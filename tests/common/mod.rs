// SPDX-License-Identifier: MIT
// Copyright 2026 Roland Dreier <roland@rolandd.dev>

//! Shared test harness: an in-process stub of the Pooty backend plus a
//! helper to build an `App` wired to it.
//!
//! The stub keeps its state in memory and hands tests a handle for
//! seeding and assertions. Coordinates are serialized as strings, the way
//! the real backend's decimal columns come out, so the client's coercion
//! path is exercised end to end.

use axum::extract::{Path, Query, State};
use axum::http::{header, HeaderMap, StatusCode};
use axum::response::{IntoResponse, Response};
use axum::routing::{delete, get, post};
use axum::{Json, Router};
use chrono::{DateTime, Duration, NaiveDate, Utc};
use pooty_client::config::Config;
use pooty_client::storage::{MemoryStore, SessionStore};
use pooty_client::App;
use serde_json::{json, Value};
use std::collections::{HashMap, HashSet};
use std::sync::atomic::{AtomicU64, Ordering};
use std::sync::{Arc, Mutex};

#[derive(Debug, Clone)]
pub struct StubUser {
    pub id: String,
    pub username: String,
    pub password: String,
    pub display_name: String,
}

#[derive(Debug, Clone)]
pub struct StubLog {
    pub id: String,
    pub user_id: String,
    pub timestamp: DateTime<Utc>,
    pub notes: Option<String>,
    pub latitude: Option<f64>,
    pub longitude: Option<f64>,
    pub location_name: Option<String>,
    pub photo_url: Option<String>,
    pub rating: Option<u8>,
    pub duration_minutes: Option<u32>,
}

impl StubLog {
    /// Minimal log for seeding.
    #[allow(dead_code)]
    pub fn seed(user_id: &str, timestamp: DateTime<Utc>) -> Self {
        Self {
            id: String::new(), // assigned by Backend::seed_log
            user_id: user_id.to_string(),
            timestamp,
            notes: None,
            latitude: None,
            longitude: None,
            location_name: None,
            photo_url: None,
            rating: None,
            duration_minutes: None,
        }
    }
}

#[derive(Debug, Clone)]
pub struct StubFriendship {
    pub id: String,
    pub requester_id: String,
    pub addressee_id: String,
    pub accepted: bool,
}

/// In-memory backend state, shared with tests.
#[derive(Default)]
pub struct Backend {
    pub users: Mutex<Vec<StubUser>>,
    /// token -> user id
    pub tokens: Mutex<HashMap<String, String>>,
    pub logs: Mutex<Vec<StubLog>>,
    pub friendships: Mutex<Vec<StubFriendship>>,
    /// Requests served by the search endpoint
    pub search_hits: AtomicU64,
    next_id: AtomicU64,
}

impl Backend {
    fn next_id(&self, prefix: &str) -> String {
        format!(
            "{}{}",
            prefix,
            self.next_id.fetch_add(1, Ordering::SeqCst) + 1
        )
    }

    /// Register a user directly, returning its id.
    pub fn seed_user(&self, username: &str, password: &str, display_name: &str) -> String {
        let id = self.next_id("u");
        self.users.lock().unwrap().push(StubUser {
            id: id.clone(),
            username: username.to_string(),
            password: password.to_string(),
            display_name: display_name.to_string(),
        });
        id
    }

    /// Insert a log directly, returning its id.
    #[allow(dead_code)]
    pub fn seed_log(&self, mut log: StubLog) -> String {
        let id = self.next_id("p");
        log.id = id.clone();
        self.logs.lock().unwrap().push(log);
        id
    }

    /// Insert a friendship record directly.
    #[allow(dead_code)]
    pub fn seed_friendship(
        &self,
        requester_id: &str,
        addressee_id: &str,
        accepted: bool,
    ) -> String {
        let id = self.next_id("f");
        self.friendships.lock().unwrap().push(StubFriendship {
            id: id.clone(),
            requester_id: requester_id.to_string(),
            addressee_id: addressee_id.to_string(),
            accepted,
        });
        id
    }

    /// Invalidate every issued token (simulates server-side expiry).
    #[allow(dead_code)]
    pub fn revoke_tokens(&self) {
        self.tokens.lock().unwrap().clear();
    }

    fn user_by_name(&self, username: &str) -> Option<StubUser> {
        self.users
            .lock()
            .unwrap()
            .iter()
            .find(|u| u.username == username)
            .cloned()
    }

    fn user_by_id(&self, id: &str) -> Option<StubUser> {
        self.users
            .lock()
            .unwrap()
            .iter()
            .find(|u| u.id == id)
            .cloned()
    }

    fn issue_token(&self, user_id: &str) -> String {
        let token = format!(
            "tok-{}-{}",
            user_id,
            self.next_id.fetch_add(1, Ordering::SeqCst)
        );
        self.tokens
            .lock()
            .unwrap()
            .insert(token.clone(), user_id.to_string());
        token
    }

    fn auth(&self, headers: &HeaderMap) -> Option<String> {
        let value = headers.get(header::AUTHORIZATION)?.to_str().ok()?;
        let token = value.strip_prefix("Bearer ")?;
        self.tokens.lock().unwrap().get(token).cloned()
    }

    fn profile_json(user: &StubUser) -> Value {
        json!({
            "id": user.id,
            "username": user.username,
            "displayName": user.display_name,
        })
    }

    fn auth_user_json(user: &StubUser) -> Value {
        // Auth endpoints serialize the profile snake_case
        json!({
            "id": user.id,
            "username": user.username,
            "display_name": user.display_name,
            "created_at": "2026-01-01T00:00:00Z",
        })
    }

    fn log_json(log: &StubLog) -> Value {
        json!({
            "id": log.id,
            "user_id": log.user_id,
            "timestamp": log.timestamp.to_rfc3339(),
            "notes": log.notes,
            "latitude": log.latitude.map(|v| v.to_string()),
            "longitude": log.longitude.map(|v| v.to_string()),
            "location_name": log.location_name,
            "photo_url": log.photo_url,
            "rating": log.rating,
            "duration_minutes": log.duration_minutes,
        })
    }

    fn accepted_friend_ids(&self, user_id: &str) -> Vec<String> {
        self.friendships
            .lock()
            .unwrap()
            .iter()
            .filter(|f| f.accepted)
            .filter_map(|f| {
                if f.requester_id == user_id {
                    Some(f.addressee_id.clone())
                } else if f.addressee_id == user_id {
                    Some(f.requester_id.clone())
                } else {
                    None
                }
            })
            .collect()
    }

    fn count_since(&self, user_id: &str, since: DateTime<Utc>) -> u32 {
        self.logs
            .lock()
            .unwrap()
            .iter()
            .filter(|l| l.user_id == user_id && l.timestamp >= since)
            .count() as u32
    }

    fn stats_json(&self, user_id: &str) -> Value {
        let now = Utc::now();
        let today_start = now
            .date_naive()
            .and_hms_opt(0, 0, 0)
            .expect("midnight")
            .and_utc();
        let mine: Vec<StubLog> = self
            .logs
            .lock()
            .unwrap()
            .iter()
            .filter(|l| l.user_id == user_id)
            .cloned()
            .collect();
        let all_time = mine.len() as u32;

        let mut days: Vec<NaiveDate> = mine.iter().map(|l| l.timestamp.date_naive()).collect();
        days.sort_unstable();
        days.dedup();

        let mut longest = 0u32;
        let mut run = 0u32;
        let mut prev: Option<NaiveDate> = None;
        for day in &days {
            run = match prev {
                Some(p) if *day == p + Duration::days(1) => run + 1,
                _ => 1,
            };
            longest = longest.max(run);
            prev = Some(*day);
        }

        let day_set: HashSet<NaiveDate> = days.iter().copied().collect();
        let mut current = 0u32;
        let mut cursor = now.date_naive();
        while day_set.contains(&cursor) {
            current += 1;
            cursor = cursor - Duration::days(1);
        }

        let daily: Vec<Value> = days
            .iter()
            .map(|day| {
                let count = mine
                    .iter()
                    .filter(|l| l.timestamp.date_naive() == *day)
                    .count();
                json!({"date": day.to_string(), "count": count})
            })
            .collect();

        let avg = if days.is_empty() {
            0.0
        } else {
            all_time as f64 / days.len() as f64
        };

        json!({
            "today": mine.iter().filter(|l| l.timestamp >= today_start).count(),
            "week": mine.iter().filter(|l| l.timestamp >= now - Duration::days(7)).count(),
            "month": mine.iter().filter(|l| l.timestamp >= now - Duration::days(30)).count(),
            "allTime": all_time,
            "currentStreak": current,
            "longestStreak": longest,
            "avgPerDay": avg,
            "dailyData": daily,
        })
    }

    fn friend_row_json(&self, friendship: &StubFriendship, viewer_id: &str) -> Value {
        let other_id = if friendship.requester_id == viewer_id {
            &friendship.addressee_id
        } else {
            &friendship.requester_id
        };
        let other = self.user_by_id(other_id).expect("user exists");
        let now = Utc::now();
        let today_start = now
            .date_naive()
            .and_hms_opt(0, 0, 0)
            .expect("midnight")
            .and_utc();

        json!({
            "id": friendship.id,
            "user": Self::profile_json(&other),
            "status": if friendship.accepted { "accepted" } else { "pending" },
            "streakCount": self.stats_json(other_id)["currentStreak"].clone(),
            "todayCount": self.count_since(other_id, today_start),
            "weekCount": self.count_since(other_id, now - Duration::days(7)),
        })
    }
}

// ─── Handlers ────────────────────────────────────────────────

async fn login(State(backend): State<Arc<Backend>>, Json(body): Json<Value>) -> Response {
    let username = body["username"].as_str().unwrap_or_default();
    let password = body["password"].as_str().unwrap_or_default();

    match backend.user_by_name(username) {
        Some(user) if user.password == password => {
            let token = backend.issue_token(&user.id);
            Json(json!({"user": Backend::auth_user_json(&user), "token": token})).into_response()
        }
        _ => StatusCode::UNAUTHORIZED.into_response(),
    }
}

async fn register(State(backend): State<Arc<Backend>>, Json(body): Json<Value>) -> Response {
    let username = body["username"].as_str().unwrap_or_default().to_string();
    if username.is_empty() {
        return StatusCode::BAD_REQUEST.into_response();
    }
    if backend.user_by_name(&username).is_some() {
        return (
            StatusCode::CONFLICT,
            Json(json!({"error": "username_taken"})),
        )
            .into_response();
    }

    let display_name = body
        .get("displayName")
        .and_then(|v| v.as_str())
        .unwrap_or(&username)
        .to_string();
    let id = backend.seed_user(
        &username,
        body["password"].as_str().unwrap_or_default(),
        &display_name,
    );
    let user = backend.user_by_id(&id).expect("just created");
    let token = backend.issue_token(&id);

    Json(json!({"user": Backend::auth_user_json(&user), "token": token})).into_response()
}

_Your objective:_
The answer must be every line of the records that contains the word "mine".

_Expected answer:_
        let mine: Vec<StubLog> = self
        let all_time = mine.len() as u32;
        let mut days: Vec<NaiveDate> = mine.iter().map(|l| l.timestamp.date_naive()).collect();
                let count = mine
            "today": mine.iter().filter(|l| l.timestamp >= today_start).count(),
            "week": mine.iter().filter(|l| l.timestamp >= now - Duration::days(7)).count(),
            "month": mine.iter().filter(|l| l.timestamp >= now - Duration::days(30)).count(),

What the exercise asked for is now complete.